If she wasn't feeling well, she probably wouldn't have let others know.
"She was always so upbeat, the one you looked to for strength. I can't imagine her being sick or not coming to the hospital," said Carole Weyland, who worked with Mrs. Light in the late 1980s.
As a member of the auxiliary, which does charity work at the hospital, Mrs. Light organized many fund-raisers, including Union Memorial's yearly Winter Lights Festival, and worked in the hospital coffee shop.
She recently was elected vicepresident of the Maryland Auxiliary Hospital Association, a statewide organization of hospital volunteers.
Mrs. Light was a respected authority on the Medicare system and often advised groups and individuals how to better use and understand the health care system.

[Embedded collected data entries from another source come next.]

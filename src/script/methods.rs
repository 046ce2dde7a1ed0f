//! Methods of the built-in string, list and dict types.

use indexmap::IndexMap;

use super::builtins::insert_pairs;
use super::error::ScriptError;
use super::interp::Interpreter;
use super::value::{Args, DictKey, Value};
use crate::script_err;

type Method = fn(&mut Interpreter<'_>, &Value, Args) -> Result<Value, ScriptError>;

/// Binds method `name` to `receiver`, producing a callable value.
pub(crate) fn bind(receiver: &Value, name: &str) -> Option<Value> {
    let method = match receiver {
        Value::Str(_) => string_method(name)?,
        Value::List(_) => list_method(name)?,
        Value::Dict(_) => dict_method(name)?,
        _ => return None,
    };
    let recv = receiver.clone();
    Some(Value::builtin(name, move |interp, args| {
        method(interp, &recv, args)
    }))
}

// ============================================================================
// STRING METHODS
// ============================================================================

fn string_method(name: &str) -> Option<Method> {
    let method: Method = match name {
        "upper" => |_, s, a| {
            a.check("upper", 0, 0)?;
            Ok(Value::Str(text(s).to_uppercase()))
        },
        "lower" => |_, s, a| {
            a.check("lower", 0, 0)?;
            Ok(Value::Str(text(s).to_lowercase()))
        },
        "capitalize" => |_, s, a| {
            a.check("capitalize", 0, 0)?;
            let mut chars = text(s).chars();
            let out = match chars.next() {
                Some(first) => first.to_uppercase().chain(chars.flat_map(char::to_lowercase)).collect(),
                None => String::new(),
            };
            Ok(Value::Str(out))
        },
        "strip" => |_, s, a| strip(s, a, "strip", true, true),
        "lstrip" => |_, s, a| strip(s, a, "lstrip", true, false),
        "rstrip" => |_, s, a| strip(s, a, "rstrip", false, true),
        "split" => split,
        "splitlines" => |_, s, a| {
            a.check("splitlines", 0, 0)?;
            Ok(Value::list(text(s).lines().map(Value::from).collect()))
        },
        "join" => |_, s, a| {
            a.check("join", 1, 1)?;
            let parts = a.positional[0]
                .iterate()?
                .into_iter()
                .map(|v| match v {
                    Value::Str(part) => Ok(part),
                    other => script_err!("join: in list, want string, got {}", other.type_name()),
                })
                .collect::<Result<Vec<_>, _>>()?;
            Ok(Value::Str(parts.join(text(s))))
        },
        "replace" => |_, s, a| {
            a.check("replace", 2, 3)?;
            let old = a.str_at("replace", 0)?;
            let new = a.str_at("replace", 1)?;
            let out = match a.get(2) {
                Some(Value::Int(n)) if *n >= 0 => text(s).replacen(&old, &new, *n as usize),
                _ => text(s).replace(&old, &new),
            };
            Ok(Value::Str(out))
        },
        "startswith" => |_, s, a| {
            a.check("startswith", 1, 1)?;
            Ok(Value::Bool(text(s).starts_with(a.str_at("startswith", 0)?.as_str())))
        },
        "endswith" => |_, s, a| {
            a.check("endswith", 1, 1)?;
            Ok(Value::Bool(text(s).ends_with(a.str_at("endswith", 0)?.as_str())))
        },
        "find" => |_, s, a| {
            a.check("find", 1, 1)?;
            let haystack = text(s);
            let needle = a.str_at("find", 0)?;
            Ok(Value::Int(match haystack.find(needle.as_str()) {
                Some(byte) => haystack[..byte].chars().count() as i64,
                None => -1,
            }))
        },
        "count" => |_, s, a| {
            a.check("count", 1, 1)?;
            let needle = a.str_at("count", 0)?;
            if needle.is_empty() {
                return Ok(Value::Int(text(s).chars().count() as i64 + 1));
            }
            Ok(Value::Int(text(s).matches(needle.as_str()).count() as i64))
        },
        "isdigit" => |_, s, a| {
            a.check("isdigit", 0, 0)?;
            let t = text(s);
            Ok(Value::Bool(!t.is_empty() && t.chars().all(|c| c.is_ascii_digit())))
        },
        "format" => format,
        _ => return None,
    };
    Some(method)
}

fn text(value: &Value) -> &str {
    value.as_str().unwrap_or_default()
}

fn strip(s: &Value, args: Args, name: &str, left: bool, right: bool) -> Result<Value, ScriptError> {
    args.check(name, 0, 1)?;
    let chars: Option<Vec<char>> = match args.get(0) {
        None | Some(Value::None) => None,
        Some(Value::Str(set)) => Some(set.chars().collect()),
        Some(other) => return script_err!("{}: got {}, want string", name, other.type_name()),
    };
    let matches = |c: char| match &chars {
        Some(set) => set.contains(&c),
        None => c.is_whitespace(),
    };
    let mut out = text(s);
    if left {
        out = out.trim_start_matches(matches);
    }
    if right {
        out = out.trim_end_matches(matches);
    }
    Ok(Value::from(out))
}

fn split(_: &mut Interpreter<'_>, s: &Value, mut args: Args) -> Result<Value, ScriptError> {
    let maxsplit = match args.take_named("maxsplit") {
        Some(Value::Int(n)) => Some(n),
        _ => None,
    };
    args.check("split", 0, 2)?;
    let maxsplit = match args.get(1) {
        Some(Value::Int(n)) => Some(*n),
        _ => maxsplit,
    }
    .filter(|n| *n >= 0)
    .map(|n| n as usize);
    let t = text(s);
    let parts: Vec<Value> = match args.get(0) {
        None | Some(Value::None) => {
            let mut parts = Vec::new();
            let mut rest = t.trim_start();
            while !rest.is_empty() {
                if maxsplit.is_some_and(|m| parts.len() == m) {
                    parts.push(Value::from(rest));
                    break;
                }
                let end = rest.find(char::is_whitespace).unwrap_or(rest.len());
                parts.push(Value::from(&rest[..end]));
                rest = rest[end..].trim_start();
            }
            parts
        }
        Some(Value::Str(sep)) if sep.is_empty() => return script_err!("split: empty separator"),
        Some(Value::Str(sep)) => match maxsplit {
            Some(m) => t.splitn(m + 1, sep.as_str()).map(Value::from).collect(),
            None => t.split(sep.as_str()).map(Value::from).collect(),
        },
        Some(other) => return script_err!("split: got {}, want string", other.type_name()),
    };
    Ok(Value::list(parts))
}

/// `str.format` with `{}`, `{0}` and `{name}` fields.
fn format(_: &mut Interpreter<'_>, s: &Value, args: Args) -> Result<Value, ScriptError> {
    let template = text(s);
    let mut out = String::new();
    let mut chars = template.chars().peekable();
    let mut auto = 0usize;
    while let Some(c) = chars.next() {
        match c {
            '{' if chars.peek() == Some(&'{') => {
                chars.next();
                out.push('{');
            }
            '}' if chars.peek() == Some(&'}') => {
                chars.next();
                out.push('}');
            }
            '{' => {
                let mut field = String::new();
                loop {
                    match chars.next() {
                        Some('}') => break,
                        Some(ch) => field.push(ch),
                        None => return script_err!("format: unmatched '{{' in format spec"),
                    }
                }
                let value = if field.is_empty() {
                    auto += 1;
                    args.get(auto - 1)
                } else if let Ok(index) = field.parse::<usize>() {
                    args.get(index)
                } else {
                    args.named.iter().find(|(k, _)| *k == field).map(|(_, v)| v)
                };
                match value {
                    Some(v) => out.push_str(&v.to_string()),
                    None => return script_err!("format: no replacement for field {{{}}}", field),
                }
            }
            '}' => return script_err!("format: single '}}' in format"),
            other => out.push(other),
        }
    }
    Ok(Value::Str(out))
}

// ============================================================================
// LIST METHODS
// ============================================================================

fn list_method(name: &str) -> Option<Method> {
    let method: Method = match name {
        "append" => |_, l, a| {
            a.check("append", 1, 1)?;
            with_list(l, |items| items.push(a.positional[0].clone()));
            Ok(Value::None)
        },
        "extend" => |_, l, a| {
            a.check("extend", 1, 1)?;
            let extra = a.positional[0].iterate()?;
            with_list(l, |items| items.extend(extra));
            Ok(Value::None)
        },
        "insert" => |_, l, a| {
            a.check("insert", 2, 2)?;
            let index = a.int_at("insert", 0)?;
            let value = a.positional[1].clone();
            with_list(l, |items| {
                let n = items.len() as i64;
                let at = if index < 0 { index + n } else { index }.clamp(0, n);
                items.insert(at as usize, value);
            });
            Ok(Value::None)
        },
        "pop" => |_, l, a| {
            a.check("pop", 0, 1)?;
            let index = match a.get(0) {
                Some(_) => Some(a.int_at("pop", 0)?),
                None => None,
            };
            with_list(l, |items| {
                let n = items.len() as i64;
                let i = index.map(|i| if i < 0 { i + n } else { i }).unwrap_or(n - 1);
                if i < 0 || i >= n {
                    return script_err!("pop: index {} out of range (length {})", i, n);
                }
                Ok(items.remove(i as usize))
            })
        },
        "remove" => |_, l, a| {
            a.check("remove", 1, 1)?;
            let target = &a.positional[0];
            with_list(l, |items| match items.iter().position(|v| v == target) {
                Some(i) => {
                    items.remove(i);
                    Ok(Value::None)
                }
                None => script_err!("remove: element {} not found", target.repr()),
            })
        },
        "index" => |_, l, a| {
            a.check("index", 1, 1)?;
            let target = &a.positional[0];
            with_list(l, |items| match items.iter().position(|v| v == target) {
                Some(i) => Ok(Value::Int(i as i64)),
                None => script_err!("index: value {} not in list", target.repr()),
            })
        },
        "clear" => |_, l, a| {
            a.check("clear", 0, 0)?;
            with_list(l, Vec::clear);
            Ok(Value::None)
        },
        _ => return None,
    };
    Some(method)
}

fn with_list<R>(list: &Value, f: impl FnOnce(&mut Vec<Value>) -> R) -> R {
    match list {
        Value::List(items) => f(&mut items.borrow_mut()),
        _ => f(&mut Vec::new()),
    }
}

// ============================================================================
// DICT METHODS
// ============================================================================

fn dict_method(name: &str) -> Option<Method> {
    let method: Method = match name {
        "get" => |_, d, a| {
            a.check("get", 1, 2)?;
            let key = DictKey::from_value(&a.positional[0])?;
            let found = with_dict(d, |entries| entries.get(&key).cloned());
            Ok(found.or_else(|| a.get(1).cloned()).unwrap_or(Value::None))
        },
        "keys" => |_, d, a| {
            a.check("keys", 0, 0)?;
            Ok(Value::list(with_dict(d, |e| e.keys().map(DictKey::to_value).collect())))
        },
        "values" => |_, d, a| {
            a.check("values", 0, 0)?;
            Ok(Value::list(with_dict(d, |e| e.values().cloned().collect())))
        },
        "items" => |_, d, a| {
            a.check("items", 0, 0)?;
            Ok(Value::list(with_dict(d, |e| {
                e.iter()
                    .map(|(k, v)| Value::tuple(vec![k.to_value(), v.clone()]))
                    .collect()
            })))
        },
        "pop" => |_, d, a| {
            a.check("pop", 1, 2)?;
            let key = DictKey::from_value(&a.positional[0])?;
            match (with_dict(d, |e| e.shift_remove(&key)), a.get(1)) {
                (Some(v), _) => Ok(v),
                (None, Some(default)) => Ok(default.clone()),
                (None, None) => script_err!("pop: missing key {}", a.positional[0].repr()),
            }
        },
        "setdefault" => |_, d, a| {
            a.check("setdefault", 1, 2)?;
            let key = DictKey::from_value(&a.positional[0])?;
            let default = a.get(1).cloned().unwrap_or(Value::None);
            Ok(with_dict(d, |e| e.entry(key).or_insert(default).clone()))
        },
        "update" => |_, d, a| {
            if a.positional.len() > 1 {
                return script_err!("update: got {} arguments, want at most 1", a.positional.len());
            }
            let mut incoming = IndexMap::new();
            if let Some(source) = a.get(0) {
                insert_pairs(&mut incoming, source, "update")?;
            }
            for (k, v) in &a.named {
                incoming.insert(DictKey::Str(k.clone()), v.clone());
            }
            with_dict(d, |e| e.extend(incoming));
            Ok(Value::None)
        },
        "clear" => |_, d, a| {
            a.check("clear", 0, 0)?;
            with_dict(d, IndexMap::clear);
            Ok(Value::None)
        },
        _ => return None,
    };
    Some(method)
}

fn with_dict<R>(dict: &Value, f: impl FnOnce(&mut IndexMap<DictKey, Value>) -> R) -> R {
    match dict {
        Value::Dict(entries) => f(&mut entries.borrow_mut()),
        _ => f(&mut IndexMap::new()),
    }
}

#[cfg(test)]
mod tests {
    use super::*;
    use crate::script::interp::{Env, NoModules};

    fn run(source: &str) -> Env {
        let mut out = Vec::new();
        Interpreter::new(&NoModules, &mut out)
            .exec_file(source, Env::new())
            .unwrap()
    }

    fn get(env: &Env, name: &str) -> String {
        env.get(name).map(Value::repr).unwrap_or_default()
    }

    #[test]
    fn test_string_methods() {
        let env = run("a = ' Hi There '.strip().lower()\nb = 'a,b,,c'.split(',')\nc = '-'.join(['x', 'y'])\nd = 'x y  z'.split()\ne = '{} and {name}'.format(1, name='two')");
        assert_eq!(get(&env, "a"), "\"hi there\"");
        assert_eq!(get(&env, "b"), "[\"a\", \"b\", \"\", \"c\"]");
        assert_eq!(get(&env, "c"), "\"x-y\"");
        assert_eq!(get(&env, "d"), "[\"x\", \"y\", \"z\"]");
        assert_eq!(get(&env, "e"), "\"1 and two\"");
    }

    #[test]
    fn test_list_methods_mutate_shared_list() {
        let env = run("xs = [3]\nys = xs\nys.append(4)\nxs.extend([5, 6])\nxs.insert(0, 1)\np = xs.pop()\nxs.remove(3)");
        assert_eq!(get(&env, "xs"), "[1, 4, 5]");
        assert_eq!(get(&env, "ys"), "[1, 4, 5]");
        assert_eq!(get(&env, "p"), "6");
    }

    #[test]
    fn test_dict_methods() {
        let env = run("d = {'a': 1}\nd.update(b=2)\nk = d.keys()\ng = d.get('z', 0)\nd.setdefault('c', 3)\np = d.pop('a')\ni = d.items()");
        assert_eq!(get(&env, "k"), "[\"a\", \"b\"]");
        assert_eq!(get(&env, "g"), "0");
        assert_eq!(get(&env, "p"), "1");
        assert_eq!(get(&env, "i"), "[(\"b\", 2), (\"c\", 3)]");
    }

    #[test]
    fn test_unknown_method_names_type() {
        let mut out = Vec::new();
        let err = Interpreter::new(&NoModules, &mut out)
            .exec_file("'x'.nope()", Env::new())
            .unwrap_err();
        assert!(err.message.contains("string has no .nope field or method"));
    }
}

"She advised people with insurance problems. She was able to wade through the morass of insurance applications. She saved people a lot of money by not having to hire someone to help them," Mrs. Szymkowiak said. "Her willingness to be of assistance was so valuable to many people."
A Philadelphia native, the former Loretta Maffei married William Wright Light in 1948 and the couple moved to North Baltimore in 1963 to raise their family.
She worked as a secretary at St. Paul's School from 1965 until the early 1970s, and as an executive secretary until the early 1980s at the Johns Hopkins University, where she also studied personnel administration and psychology. She later worked as office manager at the Automobile Trade Association and retired in 1987.
Mrs. Light's husband died in 1984. She is survived by a son, William Joseph Light of Baltimore; two daughters, Helena Light Hadley of Mount Airy and Bernice Bruns of Tampa, Fla.; two sisters, Dorothy Clark of Levittown, Pa., and Rose Mietz of
Pennsauken, N.J.; and four grandchildren.
Services will be held at 11 a.m. Friday at St. Dominic's Roman Catholic Church, 5302 Harford Road. Memorial donations may be made to the Union Memorial Hospital Auxiliary or the American Institute for Cancer Research.